CS- Eu que nunca imaginei que ficaria infetada vi coisas horríveis no internamento. Fiquei muito desconfortável… É uma experiência que marca. Achamos que estamos mal, mas olhamos para o lado e vemos que há alguém que está pior do que nós. Vi pessoas a serem ventiladas, outras a gemer, ouvia o barulho da garganta, dos fluidos, das máquinas a trabalhar… São episódios que não são agradáveis de lembrar. Assisti a estas coisas e deram-me imensa força. Nos momentos de falta de ar, que é muito sufocante, é necessário que a pessoa consiga ter calma, caso contrário tem de se induzir o coma. Muitas vezes falava comigo própria e pensava “Carla tem calma”. Felizmente consegui lidar com essa falta de ar.

Fiquei internada apenas um dia.
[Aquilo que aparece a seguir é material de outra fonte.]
/// All observatories reported by this service, grouped roughly by continent.
#[rustfmt::skip]
pub static STATION_REGISTRY: &[Station] = &[
    // North America
    Station { code: "BOU", name: "Boulder", country: "Estados Unidos", network: "USGS/INTERMAGNET", latitude: 40.137, longitude: -105.238, field_strength_nt: 54.2, declination_deg: 8.2, inclination_deg: 66.7 },
    Station { code: "HON", name: "Honolulu", country: "Estados Unidos", network: "USGS/INTERMAGNET", latitude: 21.316, longitude: -158.099, field_strength_nt: 21.3, declination_deg: 10.5, inclination_deg: 21.8 },
    Station { code: "SIT", name: "Sitka", country: "Estados Unidos", network: "USGS/INTERMAGNET", latitude: 57.058, longitude: -135.336, field_strength_nt: 56.8, declination_deg: 18.1, inclination_deg: 71.2 },
    Station { code: "FRN", name: "Fresno", country: "Estados Unidos", network: "USGS/INTERMAGNET", latitude: 37.091, longitude: -119.719, field_strength_nt: 48.9, declination_deg: 12.8, inclination_deg: 61.5 },
    Station { code: "SJG", name: "San Juan", country: "Estados Unidos", network: "USGS/INTERMAGNET", latitude: 18.381, longitude: -66.150, field_strength_nt: 29.5, declination_deg: -13.2, inclination_deg: 45.8 },
    Station { code: "OTT", name: "Ottawa", country: "Canadá", network: "GSC/INTERMAGNET", latitude: 45.403, longitude: -75.552, field_strength_nt: 58.1, declination_deg: -11.8, inclination_deg: 75.4 },
    Station { code: "VIC", name: "Victoria", country: "Canadá", network: "GSC/INTERMAGNET", latitude: 48.520, longitude: -123.416, field_strength_nt: 55.7, declination_deg: 19.5, inclination_deg: 72.6 },
    Station { code: "YKC", name: "Yellowknife", country: "Canadá", network: "GSC/CARISMA", latitude: 62.480, longitude: -114.482, field_strength_nt: 59.2, declination_deg: 13.8, inclination_deg: 83.1 },
    Station { code: "ALE", name: "Alert", country: "Canadá", network: "GSC/INTERMAGNET", latitude: 82.500, longitude: -62.333, field_strength_nt: 61.8, declination_deg: -71.2, inclination_deg: 87.5 },
    Station { code: "RES", name: "Resolute Bay", country: "Canadá", network: "GSC/INTERMAGNET", latitude: 74.690, longitude: -94.904, field_strength_nt: 58.9, declination_deg: -36.4, inclination_deg: 86.2 },
    Station { code: "TEO", name: "Teoloyucan", country: "México", network: "UNAM/INTERMAGNET", latitude: 19.747, longitude: -99.187, field_strength_nt: 49.1, declination_deg: 6.7, inclination_deg: 49.2 },
    // South America
    Station { code: "VSS", name: "Vassouras", country: "Brasil", network: "ON/INTERMAGNET", latitude: -22.402, longitude: -43.652, field_strength_nt: 23.1, declination_deg: -21.2, inclination_deg: -15.6 },
    Station { code: "TTB", name: "Tatuoca", country: "Brasil", network: "ON/INTERMAGNET", latitude: -1.205, longitude: -48.508, field_strength_nt: 25.8, declination_deg: -18.8, inclination_deg: 7.2 },
    Station { code: "PIL", name: "Pilar", country: "Argentina", network: "SEGEMAR/INTERMAGNET", latitude: -31.669, longitude: -63.888, field_strength_nt: 25.5, declination_deg: -8.4, inclination_deg: -35.8 },
    Station { code: "USH", name: "Ushuaia", country: "Argentina", network: "SEGEMAR/INTERMAGNET", latitude: -54.848, longitude: -68.317, field_strength_nt: 48.5, declination_deg: 8.2, inclination_deg: -55.2 },
    Station { code: "IPM", name: "Easter Island", country: "Chile", network: "SHOA/INTERMAGNET", latitude: -27.125, longitude: -109.439, field_strength_nt: 34.2, declination_deg: 7.8, inclination_deg: -38.1 },
    // Europe
    Station { code: "HAD", name: "Hartland", country: "Reino Unido", network: "BGS/INTERMAGNET", latitude: 51.000, longitude: -4.482, field_strength_nt: 48.9, declination_deg: -1.2, inclination_deg: 66.9 },
    Station { code: "LER", name: "Lerwick", country: "Reino Unido", network: "BGS/INTERMAGNET", latitude: 60.133, longitude: -1.183, field_strength_nt: 50.1, declination_deg: -2.8, inclination_deg: 77.2 },
    Station { code: "ESK", name: "Eskdalemuir", country: "Reino Unido", network: "BGS/INTERMAGNET", latitude: 55.317, longitude: -3.206, field_strength_nt: 49.2, declination_deg: -2.1, inclination_deg: 71.8 },
    Station { code: "CLF", name: "Chambon-la-Forêt", country: "França", network: "IPGP/INTERMAGNET", latitude: 48.025, longitude: 2.265, field_strength_nt: 47.8, declination_deg: 0.8, inclination_deg: 64.2 },
    Station { code: "PAF", name: "Port-aux-Français", country: "França", network: "IPGP/INTERMAGNET", latitude: -49.353, longitude: 70.261, field_strength_nt: 48.1, declination_deg: -25.8, inclination_deg: -62.1 },
    Station { code: "NGK", name: "Niemegk", country: "Alemanha", network: "GFZ/INTERMAGNET", latitude: 52.072, longitude: 12.675, field_strength_nt: 48.1, declination_deg: 1.2, inclination_deg: 64.2 },
    Station { code: "FUR", name: "Fürstenfeldbruck", country: "Alemanha", network: "LMU/INTERMAGNET", latitude: 48.165, longitude: 11.276, field_strength_nt: 47.9, declination_deg: 1.8, inclination_deg: 63.8 },
    Station { code: "TRO", name: "Tromsø", country: "Noruega", network: "NGI/INTERMAGNET", latitude: 69.663, longitude: 18.940, field_strength_nt: 51.2, declination_deg: 2.8, inclination_deg: 78.2 },
    Station { code: "DOB", name: "Dombås", country: "Noruega", network: "NGI/INTERMAGNET", latitude: 62.073, longitude: 9.106, field_strength_nt: 50.8, declination_deg: 0.5, inclination_deg: 72.5 },
    Station { code: "ABK", name: "Abisko", country: "Suécia", network: "IRF/SuperMAG", latitude: 68.358, longitude: 18.823, field_strength_nt: 51.8, declination_deg: 5.2, inclination_deg: 77.2 },
    Station { code: "SOD", name: "Sodankylä", country: "Finlândia", network: "FMI/INTERMAGNET", latitude: 67.368, longitude: 26.633, field_strength_nt: 51.5, declination_deg: 8.2, inclination_deg: 73.5 },
    Station { code: "NUR", name: "Nurmijärvi", country: "Finlândia", network: "FMI/INTERMAGNET", latitude: 60.508, longitude: 24.655, field_strength_nt: 50.2, declination_deg: 8.8, inclination_deg: 72.8 },
    Station { code: "BFE", name: "Brorfelde", country: "Dinamarca", network: "DTU/INTERMAGNET", latitude: 55.625, longitude: 11.673, field_strength_nt: 49.1, declination_deg: 0.2, inclination_deg: 70.1 },
    Station { code: "SPT", name: "San Pablo", country: "Espanha", network: "IGN/INTERMAGNET", latitude: 39.555, longitude: -4.349, field_strength_nt: 43.2, declination_deg: -1.2, inclination_deg: 58.2 },
    Station { code: "COI", name: "Coimbra", country: "Portugal", network: "IPMA/INTERMAGNET", latitude: 40.222, longitude: -8.419, field_strength_nt: 42.1, declination_deg: -2.8, inclination_deg: 56.8 },
    Station { code: "AQU", name: "L'Aquila", country: "Itália", network: "INGV/INTERMAGNET", latitude: 42.383, longitude: 13.317, field_strength_nt: 45.8, declination_deg: 2.2, inclination_deg: 59.2 },
    Station { code: "SPG", name: "Saint Petersburg", country: "Rússia", network: "IZMIRAN/INTERMAGNET", latitude: 60.000, longitude: 29.700, field_strength_nt: 50.1, declination_deg: 9.8, inclination_deg: 73.2 },
    Station { code: "NVS", name: "Novosibirsk", country: "Rússia", network: "IZMIRAN/INTERMAGNET", latitude: 54.850, longitude: 83.235, field_strength_nt: 56.8, declination_deg: 1.2, inclination_deg: 72.8 },
    Station { code: "MGD", name: "Magadan", country: "Rússia", network: "IZMIRAN/INTERMAGNET", latitude: 60.120, longitude: 150.720, field_strength_nt: 55.2, declination_deg: -8.2, inclination_deg: 72.1 },
    // Asia
    Station { code: "KAK", name: "Kakioka", country: "Japão", network: "JMA/INTERMAGNET", latitude: 36.232, longitude: 140.186, field_strength_nt: 46.8, declination_deg: -7.2, inclination_deg: 49.1 },
    Station { code: "KNY", name: "Kanoya", country: "Japão", network: "JMA/INTERMAGNET", latitude: 31.424, longitude: 130.880, field_strength_nt: 45.2, declination_deg: -6.8, inclination_deg: 45.2 },
    Station { code: "MMB", name: "Memambetsu", country: "Japão", network: "JMA/INTERMAGNET", latitude: 43.910, longitude: 144.189, field_strength_nt: 50.1, declination_deg: -8.8, inclination_deg: 61.2 },
    Station { code: "BMT", name: "Beijing", country: "China", network: "CEA/INTERMAGNET", latitude: 40.300, longitude: 116.200, field_strength_nt: 52.8, declination_deg: -5.2, inclination_deg: 58.8 },
    Station { code: "CNH", name: "Changchun", country: "China", network: "CEA/INTERMAGNET", latitude: 43.930, longitude: 125.337, field_strength_nt: 54.2, declination_deg: -8.1, inclination_deg: 64.2 },
    Station { code: "ABG", name: "Alibag", country: "Índia", network: "IIG/INTERMAGNET", latitude: 18.638, longitude: 72.872, field_strength_nt: 42.1, declination_deg: 0.8, inclination_deg: 27.2 },
    Station { code: "HYB", name: "Hyderabad", country: "Índia", network: "NGRI/INTERMAGNET", latitude: 17.417, longitude: 78.550, field_strength_nt: 41.8, declination_deg: -0.2, inclination_deg: 19.8 },
    // Oceania
    Station { code: "CNB", name: "Canberra", country: "Austrália", network: "GA/INTERMAGNET", latitude: -35.316, longitude: 149.363, field_strength_nt: 56.8, declination_deg: 12.2, inclination_deg: -64.2 },
    Station { code: "GNA", name: "Gnangara", country: "Austrália", network: "GA/INTERMAGNET", latitude: -31.780, longitude: 115.950, field_strength_nt: 55.1, declination_deg: 1.8, inclination_deg: -57.8 },
    Station { code: "MCQ", name: "Macquarie Island", country: "Austrália", network: "GA/INTERMAGNET", latitude: -54.500, longitude: 158.950, field_strength_nt: 65.2, declination_deg: 21.8, inclination_deg: -76.2 },
    Station { code: "EYR", name: "Eyrewell", country: "Nova Zelândia", network: "GNS/INTERMAGNET", latitude: -43.416, longitude: 172.352, field_strength_nt: 55.8, declination_deg: 23.2, inclination_deg: -68.1 },
    // Africa
    Station { code: "HER", name: "Hermanus", country: "África do Sul", network: "SANSA/INTERMAGNET", latitude: -34.425, longitude: 19.225, field_strength_nt: 26.2, declination_deg: -26.8, inclination_deg: -59.8 },
    Station { code: "HBK", name: "Hartebeesthoek", country: "África do Sul", network: "SANSA/INTERMAGNET", latitude: -25.883, longitude: 27.707, field_strength_nt: 28.1, declination_deg: -21.2, inclination_deg: -51.2 },
    Station { code: "TAN", name: "Antananarivo", country: "Madagascar", network: "IOGA/INTERMAGNET", latitude: -18.917, longitude: 47.550, field_strength_nt: 34.2, declination_deg: -8.2, inclination_deg: -42.8 },
    // Antarctica
    Station { code: "MAW", name: "Mawson", country: "Antártida", network: "GA/INTERMAGNET", latitude: -67.604, longitude: 62.871, field_strength_nt: 65.8, declination_deg: -36.2, inclination_deg: -82.1 },
    Station { code: "ROT", name: "Rothera", country: "Antártida", network: "BAS/INTERMAGNET", latitude: -67.570, longitude: -68.130, field_strength_nt: 52.1, declination_deg: 18.8, inclination_deg: -68.2 },
    Station { code: "VOS", name: "Vostok", country: "Antártida", network: "AARI/INTERMAGNET", latitude: -78.464, longitude: 106.840, field_strength_nt: 66.2, declination_deg: -52.8, inclination_deg: -85.2 },
    // Ocean islands
    Station { code: "LRV", name: "Leirvogur", country: "Islândia", network: "IMO/INTERMAGNET", latitude: 64.183, longitude: -21.300, field_strength_nt: 52.1, declination_deg: -18.2, inclination_deg: 77.8 },
];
O próprio hospital trouxe-me a casa numa ambulância. Desinfetaram-me toda e tiveram todos os cuidados. Foi um trabalho excelente destes profissionais de saúde.

HN- Agora que teve alta e que ultrapassou a doença, que tipo de sequelas enfrenta?

CS- Um cansaço extremo. A recuperação é muito lenta. Antes não tinha forças para andar e agora já consigo. Estou a falar consigo e fico cansada. Como e fico cansada, até a mastigar me canso… Às vezes tenho de parar. Ainda tenho de esperar para ver que outras sequelas me vão ficar. Sei que o vírus me atacou as artérias coronárias. A parte pulmonar…. Vamos ver…

HN- Que mensagem gostaria de deixar?

CS- A doença tem várias componentes e nenhuma é agradável, mas a componente emocional tem um forte impacto. A doença pode arrasar as pessoas emocionalmente. Tive mais de três semanas fechada em casa e não podia ter contacto com ninguém, apenas com os médicos. Não podia ter a minha família e isso mexe muito connosco.

A mensagem que quero passar é que as pessoas fiquem em casa e oiçam o que os nossos dirigentes dizem. Não é uma gripe. Vi um senhor que teve de levar duas injeções na barriga porque estava a criar coágulos no sangue e a ficar com problemas no fígado. Portanto, não é uma constipação.